(Stored data entries)
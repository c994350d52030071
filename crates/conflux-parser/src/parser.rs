//! Recursive-descent parser producing [`SourceFile`] trees

use std::ops::Range;
use std::sync::Arc;

use conflux_core::ast::{
    BinaryOp, Block, Decl, Expr, ExprKind, FuncDecl, Ident, ImportSpec, Param, SourceFile, Stmt,
    TypeExpr, UnaryOp, ValueDecl,
};
use conflux_core::{FileSet, Pos, SourceMap};

use crate::error::ParserError;
use crate::lexer::{tokenize, Spanned, Token};

type PResult<T> = Result<T, ParserError>;

pub(crate) struct Parser<'a> {
    fset: &'a FileSet,
    map: Arc<SourceMap>,
    src: &'a str,
    tokens: Vec<Spanned>,
    cursor: usize,
}

impl<'a> Parser<'a> {
    /// Register `src` in the file set and tokenize it
    pub(crate) fn new(fset: &'a FileSet, filename: &str, src: &'a str) -> PResult<Self> {
        let map = fset.add_file(filename, src)?;
        let tokens = tokenize(src).map_err(|span| ParserError::Lex {
            position: map.position(map.pos(span.start)),
            text: src[span].to_string(),
        })?;
        Ok(Self {
            fset,
            map,
            src,
            tokens,
            cursor: 0,
        })
    }

    pub(crate) fn parse_file(mut self) -> PResult<SourceFile> {
        let id = self.fset.next_node_id();
        let pos = self.map.pos(0);

        self.expect(Token::Package)?;
        let package = self.ident()?;
        self.skip_semis();

        let mut imports = Vec::new();
        while self.at(&Token::Import) {
            self.import_decl(&mut imports)?;
            self.skip_semis();
        }

        let mut decls = Vec::new();
        while self.peek().is_some() {
            decls.push(self.decl()?);
            self.skip_semis();
        }

        Ok(SourceFile {
            id,
            name: self.map.name().to_string(),
            package,
            imports,
            decls,
            pos,
            end: self.map.pos(self.src.len()),
        })
    }

    // ---------- token helpers ----------

    fn peek(&self) -> Option<&Token> {
        self.tokens.get(self.cursor).map(|(t, _)| t)
    }

    fn at(&self, tok: &Token) -> bool {
        self.peek() == Some(tok)
    }

    /// Position of the current token, or end of file
    fn pos(&self) -> Pos {
        self.tokens
            .get(self.cursor)
            .map(|(_, span)| self.map.pos(span.start))
            .unwrap_or_else(|| self.map.pos(self.src.len()))
    }

    fn span(&self) -> Option<Range<usize>> {
        self.tokens.get(self.cursor).map(|(_, span)| span.clone())
    }

    fn eat(&mut self, tok: &Token) -> bool {
        if self.at(tok) {
            self.cursor += 1;
            true
        } else {
            false
        }
    }

    fn expect(&mut self, tok: Token) -> PResult<()> {
        if self.eat(&tok) {
            Ok(())
        } else {
            Err(self.unexpected(&tok.to_string()))
        }
    }

    fn skip_semis(&mut self) {
        while self.eat(&Token::Semi) {}
    }

    fn unexpected(&self, wanted: &str) -> ParserError {
        let found = match self.peek() {
            Some(tok) => tok.to_string(),
            None => "end of file".to_string(),
        };
        self.error_at(self.pos(), format!("expected {}, found {}", wanted, found))
    }

    fn error_at(&self, pos: Pos, message: String) -> ParserError {
        ParserError::Syntax {
            position: self.map.position(pos),
            message,
        }
    }

    /// Whether a line break separates the previous token from the current one
    fn newline_before_current(&self) -> bool {
        let Some(current) = self.span() else {
            return true;
        };
        let prev_end = self
            .cursor
            .checked_sub(1)
            .and_then(|i| self.tokens.get(i))
            .map(|(_, span)| span.end)
            .unwrap_or(0);
        self.src[prev_end..current.start].contains('\n')
    }

    fn ident(&mut self) -> PResult<Ident> {
        let pos = self.pos();
        match self.peek() {
            Some(Token::Ident(name)) => {
                let name = name.clone();
                self.cursor += 1;
                Ok(Ident {
                    id: self.fset.next_node_id(),
                    name,
                    pos,
                })
            }
            _ => Err(self.unexpected("identifier")),
        }
    }

    // ---------- declarations ----------

    fn import_decl(&mut self, imports: &mut Vec<ImportSpec>) -> PResult<()> {
        self.expect(Token::Import)?;
        if self.eat(&Token::LParen) {
            self.skip_semis();
            while !self.eat(&Token::RParen) {
                imports.push(self.import_spec()?);
                self.skip_semis();
            }
            return Ok(());
        }
        imports.push(self.import_spec()?);
        Ok(())
    }

    fn import_spec(&mut self) -> PResult<ImportSpec> {
        let pos = self.pos();
        let alias = match self.peek() {
            Some(Token::Ident(_)) => Some(self.ident()?),
            _ => None,
        };
        let path_pos = self.pos();
        let path = match self.peek() {
            Some(Token::Str(path)) => path.clone(),
            _ => return Err(self.unexpected("import path")),
        };
        self.cursor += 1;
        if path.is_empty() {
            return Err(self.error_at(path_pos, "empty import path".to_string()));
        }
        Ok(ImportSpec {
            id: self.fset.next_node_id(),
            alias,
            path,
            pos,
        })
    }

    fn decl(&mut self) -> PResult<Decl> {
        match self.peek() {
            Some(Token::Const) => Ok(Decl::Const(self.value_decl(Token::Const)?)),
            Some(Token::Var) => Ok(Decl::Var(self.value_decl(Token::Var)?)),
            Some(Token::Func) => Ok(Decl::Func(self.func_decl()?)),
            Some(Token::Import) => Err(self.error_at(
                self.pos(),
                "imports must appear before other declarations".to_string(),
            )),
            _ => Err(self.unexpected("declaration")),
        }
    }

    fn value_decl(&mut self, keyword: Token) -> PResult<ValueDecl> {
        let pos = self.pos();
        self.expect(keyword)?;
        let name = self.ident()?;
        let ty = if self.at(&Token::Assign) {
            None
        } else {
            Some(self.type_expr()?)
        };
        self.expect(Token::Assign)?;
        let value = self.expr()?;
        Ok(ValueDecl {
            id: self.fset.next_node_id(),
            name,
            ty,
            value,
            pos,
        })
    }

    fn type_expr(&mut self) -> PResult<TypeExpr> {
        match self.peek() {
            Some(Token::Ident(_)) => Ok(TypeExpr { name: self.ident()? }),
            _ => Err(self.unexpected("type")),
        }
    }

    fn func_decl(&mut self) -> PResult<FuncDecl> {
        let pos = self.pos();
        self.expect(Token::Func)?;
        let name = self.ident()?;

        self.expect(Token::LParen)?;
        let mut params = Vec::new();
        if !self.eat(&Token::RParen) {
            loop {
                let param_name = self.ident()?;
                let ty = self.type_expr()?;
                params.push(Param {
                    name: param_name,
                    ty,
                });
                if self.eat(&Token::RParen) {
                    break;
                }
                self.expect(Token::Comma)?;
            }
        }

        let result = if self.at(&Token::LBrace) {
            None
        } else {
            Some(self.type_expr()?)
        };
        let body = self.block()?;

        Ok(FuncDecl {
            id: self.fset.next_node_id(),
            name,
            params,
            result,
            body,
            pos,
        })
    }

    fn block(&mut self) -> PResult<Block> {
        let pos = self.pos();
        self.expect(Token::LBrace)?;
        let mut stmts = Vec::new();
        self.skip_semis();
        while !self.at(&Token::RBrace) {
            if self.peek().is_none() {
                return Err(self.unexpected("'}'"));
            }
            stmts.push(self.stmt()?);
            self.skip_semis();
        }
        let end = self.pos();
        self.expect(Token::RBrace)?;
        Ok(Block {
            id: self.fset.next_node_id(),
            stmts,
            pos,
            end,
        })
    }

    fn stmt(&mut self) -> PResult<Stmt> {
        match self.peek() {
            Some(Token::Var) => Ok(Stmt::Var(self.value_decl(Token::Var)?)),
            Some(Token::Return) => {
                let pos = self.pos();
                self.cursor += 1;
                // A result must start on the same line as `return`.
                let has_value = !matches!(self.peek(), None | Some(Token::RBrace | Token::Semi))
                    && !self.newline_before_current();
                let value = if has_value { Some(self.expr()?) } else { None };
                Ok(Stmt::Return { value, pos })
            }
            _ => Ok(Stmt::Expr(self.expr()?)),
        }
    }

    // ---------- expressions ----------

    pub(crate) fn expr(&mut self) -> PResult<Expr> {
        self.binary_expr(1)
    }

    fn binary_op(&self) -> Option<BinaryOp> {
        Some(match self.peek()? {
            Token::Plus => BinaryOp::Add,
            Token::Minus => BinaryOp::Sub,
            Token::Star => BinaryOp::Mul,
            Token::Slash => BinaryOp::Div,
            Token::EqEq => BinaryOp::Eq,
            Token::NotEq => BinaryOp::Ne,
            Token::Lt => BinaryOp::Lt,
            Token::Gt => BinaryOp::Gt,
            Token::AndAnd => BinaryOp::And,
            Token::OrOr => BinaryOp::Or,
            _ => return None,
        })
    }

    /// Precedence climbing; all binary operators are left-associative
    fn binary_expr(&mut self, min_prec: u8) -> PResult<Expr> {
        let mut lhs = self.unary_expr()?;
        while let Some(op) = self.binary_op() {
            if op.precedence() < min_prec {
                break;
            }
            self.cursor += 1;
            let rhs = self.binary_expr(op.precedence() + 1)?;
            let pos = lhs.pos;
            lhs = Expr {
                id: self.fset.next_node_id(),
                kind: ExprKind::Binary {
                    op,
                    lhs: Box::new(lhs),
                    rhs: Box::new(rhs),
                },
                pos,
            };
        }
        Ok(lhs)
    }

    fn unary_expr(&mut self) -> PResult<Expr> {
        let pos = self.pos();
        let op = match self.peek() {
            Some(Token::Minus) => UnaryOp::Neg,
            Some(Token::Bang) => UnaryOp::Not,
            _ => return self.postfix_expr(),
        };
        self.cursor += 1;
        let operand = self.unary_expr()?;
        Ok(Expr {
            id: self.fset.next_node_id(),
            kind: ExprKind::Unary {
                op,
                operand: Box::new(operand),
            },
            pos,
        })
    }

    fn postfix_expr(&mut self) -> PResult<Expr> {
        let mut expr = self.primary_expr()?;
        loop {
            if self.eat(&Token::Dot) {
                let sel = self.ident()?;
                let pos = expr.pos;
                expr = Expr {
                    id: self.fset.next_node_id(),
                    kind: ExprKind::Selector {
                        base: Box::new(expr),
                        sel,
                    },
                    pos,
                };
            } else if self.at(&Token::LParen) && !self.newline_before_current() {
                self.cursor += 1;
                let mut args = Vec::new();
                if !self.eat(&Token::RParen) {
                    loop {
                        args.push(self.expr()?);
                        if self.eat(&Token::RParen) {
                            break;
                        }
                        self.expect(Token::Comma)?;
                    }
                }
                let pos = expr.pos;
                expr = Expr {
                    id: self.fset.next_node_id(),
                    kind: ExprKind::Call {
                        func: Box::new(expr),
                        args,
                    },
                    pos,
                };
            } else {
                return Ok(expr);
            }
        }
    }

    fn primary_expr(&mut self) -> PResult<Expr> {
        let pos = self.pos();
        let kind = match self.peek() {
            Some(Token::Int(v)) => {
                let v = *v;
                self.cursor += 1;
                ExprKind::Int(v)
            }
            Some(Token::Str(s)) => {
                let s = s.clone();
                self.cursor += 1;
                ExprKind::Str(s)
            }
            Some(Token::True) => {
                self.cursor += 1;
                ExprKind::Bool(true)
            }
            Some(Token::False) => {
                self.cursor += 1;
                ExprKind::Bool(false)
            }
            Some(Token::Ident(_)) => ExprKind::Ident(self.ident()?),
            Some(Token::LParen) => {
                self.cursor += 1;
                let inner = self.expr()?;
                self.expect(Token::RParen)?;
                ExprKind::Paren(Box::new(inner))
            }
            _ => return Err(self.unexpected("expression")),
        };
        Ok(Expr {
            id: self.fset.next_node_id(),
            kind,
            pos,
        })
    }

    #[cfg(test)]
    pub(crate) fn is_done(&self) -> bool {
        self.peek().is_none()
    }
}

#[cfg(test)]
mod tests {
    use super::*;
    use pretty_assertions::assert_eq;

    fn parse_expr(src: &str) -> Expr {
        let fset = FileSet::new();
        let mut parser = Parser::new(&fset, "expr.cfx", src).unwrap();
        let expr = parser.expr().unwrap();
        assert!(parser.is_done(), "trailing tokens in {:?}", src);
        expr
    }

    fn render(expr: &Expr) -> String {
        match &expr.kind {
            ExprKind::Int(v) => v.to_string(),
            ExprKind::Str(s) => format!("{:?}", s),
            ExprKind::Bool(b) => b.to_string(),
            ExprKind::Ident(id) => id.name.clone(),
            ExprKind::Selector { base, sel } => format!("{}.{}", render(base), sel.name),
            ExprKind::Call { func, args } => format!(
                "{}({})",
                render(func),
                args.iter().map(render).collect::<Vec<_>>().join(", ")
            ),
            ExprKind::Unary { op, operand } => format!("({}{})", op, render(operand)),
            ExprKind::Binary { op, lhs, rhs } => {
                format!("({} {} {})", render(lhs), op, render(rhs))
            }
            ExprKind::Paren(inner) => render(inner),
        }
    }

    #[test]
    fn test_precedence() {
        assert_eq!(render(&parse_expr("1 + 2 * 3")), "(1 + (2 * 3))");
        assert_eq!(render(&parse_expr("1 - 2 - 3")), "((1 - 2) - 3)");
        assert_eq!(
            render(&parse_expr("a < b && !c || d == 4")),
            "(((a < b) && (!c)) || (d == 4))"
        );
        assert_eq!(render(&parse_expr("-(1 + 2)")), "(-(1 + 2))");
    }

    #[test]
    fn test_selectors_and_calls() {
        assert_eq!(
            render(&parse_expr("fmt.Sprint(x, strs.Join(\"a\", y))")),
            "fmt.Sprint(x, strs.Join(\"a\", y))"
        );
    }

    #[test]
    fn test_error_position() {
        let fset = FileSet::new();
        let err = Parser::new(&fset, "bad.cfx", "package p\nconst = 1")
            .unwrap()
            .parse_file()
            .unwrap_err();
        assert_eq!(
            err.to_string(),
            "bad.cfx:2:7: expected identifier, found '='"
        );
    }
}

What is expected: For each line of the entries that holds the word "render", pull that line out.

Reply to the exercise:
    fn render(expr: &Expr) -> String {
            ExprKind::Selector { base, sel } => format!("{}.{}", render(base), sel.name),
                render(func),
                args.iter().map(render).collect::<Vec<_>>().join(", ")
            ExprKind::Unary { op, operand } => format!("({}{})", op, render(operand)),
                format!("({} {} {})", render(lhs), op, render(rhs))
            ExprKind::Paren(inner) => render(inner),
        assert_eq!(render(&parse_expr("1 + 2 * 3")), "(1 + (2 * 3))");
        assert_eq!(render(&parse_expr("1 - 2 - 3")), "((1 - 2) - 3)");
            render(&parse_expr("a < b && !c || d == 4")),
        assert_eq!(render(&parse_expr("-(1 + 2)")), "(-(1 + 2))");
            render(&parse_expr("fmt.Sprint(x, strs.Join(\"a\", y))")),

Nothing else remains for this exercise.